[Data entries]
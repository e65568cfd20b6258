//! Sprint REST API
//!
//! HTTP front end for the sprint engine: lead and alumni registries, the
//! sprint lifecycle, scout interventions and peer voting.
//!
//! ## Endpoints
//!
//! - `POST /api/leads`, `GET /api/leads`, `GET /api/leads/{id}` - Lead registry
//! - `GET /api/leads/{id}/brief` - Markdown handoff brief
//! - `POST /api/leads/{id}/sprint` - Launch a sprint
//! - `POST /api/leads/{id}/sprint/{action}` - Join, checkpoints, reviews,
//!   winner selection and scout interventions
//! - `GET /api/sprints/stalled`, `POST /api/sprints/nudges` - Stall sweep
//! - `POST /api/leads/{id}/voting/open|close`, `GET /api/leads/{id}/voting`,
//!   `GET /api/voting`, `POST /api/votes` - Peer voting
//! - `POST /api/alumni`, `GET /api/alumni`, `GET /api/alumni/{id}` - Builder registry
//! - `GET /health` - Health check

pub mod config;
pub mod handlers;

use axum::{
    routing::{get, post},
    Router,
};
use sprint_engine::SprintEngine;
use std::sync::Arc;
use tower_http::{cors::CorsLayer, trace::TraceLayer};

/// Application state shared across handlers
pub struct AppState {
    pub engine: Arc<SprintEngine>,
}

impl AppState {
    pub fn new(engine: Arc<SprintEngine>) -> Self {
        Self { engine }
    }
}

/// Create the API router
pub fn create_router(state: AppState) -> Router {
    let state = Arc::new(state);

    Router::new()
        // Health check
        .route("/health", get(handlers::health_handler))
        // Lead registry
        .route(
            "/api/leads",
            post(handlers::create_lead_handler).get(handlers::list_leads_handler),
        )
        .route("/api/leads/{id}", get(handlers::get_lead_handler))
        .route("/api/leads/{id}/brief", get(handlers::lead_brief_handler))
        // Sprint lifecycle
        .route("/api/leads/{id}/sprint", post(handlers::launch_sprint_handler))
        .route("/api/leads/{id}/sprint/join", post(handlers::join_sprint_handler))
        .route(
            "/api/leads/{id}/sprint/checkpoint",
            post(handlers::submit_checkpoint_handler),
        )
        .route(
            "/api/leads/{id}/sprint/verify",
            post(handlers::verify_checkpoint_handler),
        )
        .route("/api/leads/{id}/sprint/review", post(handlers::scout_review_handler))
        .route(
            "/api/leads/{id}/sprint/winner",
            post(handlers::calculate_winner_handler),
        )
        // Scout interventions
        .route("/api/leads/{id}/sprint/pause", post(handlers::pause_sprint_handler))
        .route("/api/leads/{id}/sprint/resume", post(handlers::resume_sprint_handler))
        .route(
            "/api/leads/{id}/sprint/extend",
            post(handlers::extend_deadline_handler),
        )
        .route("/api/leads/{id}/sprint/evict", post(handlers::evict_builder_handler))
        .route(
            "/api/leads/{id}/sprint/terminate",
            post(handlers::terminate_sprint_handler),
        )
        .route("/api/leads/{id}/sprint/nudge", post(handlers::nudge_builder_handler))
        .route("/api/leads/{id}/sprint/flag", post(handlers::flag_builder_handler))
        .route("/api/sprints/stalled", get(handlers::stalled_builders_handler))
        .route("/api/sprints/nudges", post(handlers::dispatch_nudges_handler))
        // Peer voting
        .route("/api/leads/{id}/voting", get(handlers::voting_state_handler))
        .route("/api/leads/{id}/voting/open", post(handlers::open_voting_handler))
        .route("/api/leads/{id}/voting/close", post(handlers::close_voting_handler))
        .route("/api/voting", get(handlers::open_voting_states_handler))
        .route("/api/votes", post(handlers::cast_vote_handler))
        // Alumni registry
        .route(
            "/api/alumni",
            post(handlers::register_alumni_handler).get(handlers::list_alumni_handler),
        )
        .route("/api/alumni/{id}", get(handlers::get_alumni_handler))
        // Middleware
        .layer(CorsLayer::permissive())
        .layer(TraceLayer::new_for_http())
        .with_state(state)
}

ABOUT THIS TASK: Set down, from the entries above, exactly the lines from the one with "alumni registries, the" up to and including the one with "let state = Arc::new(state);", and no other lines.

RESULT BELOW:
//! HTTP front end for the sprint engine: lead and alumni registries, the
//! sprint lifecycle, scout interventions and peer voting.
//!
//! ## Endpoints
//!
//! - `POST /api/leads`, `GET /api/leads`, `GET /api/leads/{id}` - Lead registry
//! - `GET /api/leads/{id}/brief` - Markdown handoff brief
//! - `POST /api/leads/{id}/sprint` - Launch a sprint
//! - `POST /api/leads/{id}/sprint/{action}` - Join, checkpoints, reviews,
//!   winner selection and scout interventions
//! - `GET /api/sprints/stalled`, `POST /api/sprints/nudges` - Stall sweep
//! - `POST /api/leads/{id}/voting/open|close`, `GET /api/leads/{id}/voting`,
//!   `GET /api/voting`, `POST /api/votes` - Peer voting
//! - `POST /api/alumni`, `GET /api/alumni`, `GET /api/alumni/{id}` - Builder registry
//! - `GET /health` - Health check

pub mod config;
pub mod handlers;

use axum::{
    routing::{get, post},
    Router,
};
use sprint_engine::SprintEngine;
use std::sync::Arc;
use tower_http::{cors::CorsLayer, trace::TraceLayer};

/// Application state shared across handlers
pub struct AppState {
    pub engine: Arc<SprintEngine>,
}

impl AppState {
    pub fn new(engine: Arc<SprintEngine>) -> Self {
        Self { engine }
    }
}

/// Create the API router
pub fn create_router(state: AppState) -> Router {
    let state = Arc::new(state);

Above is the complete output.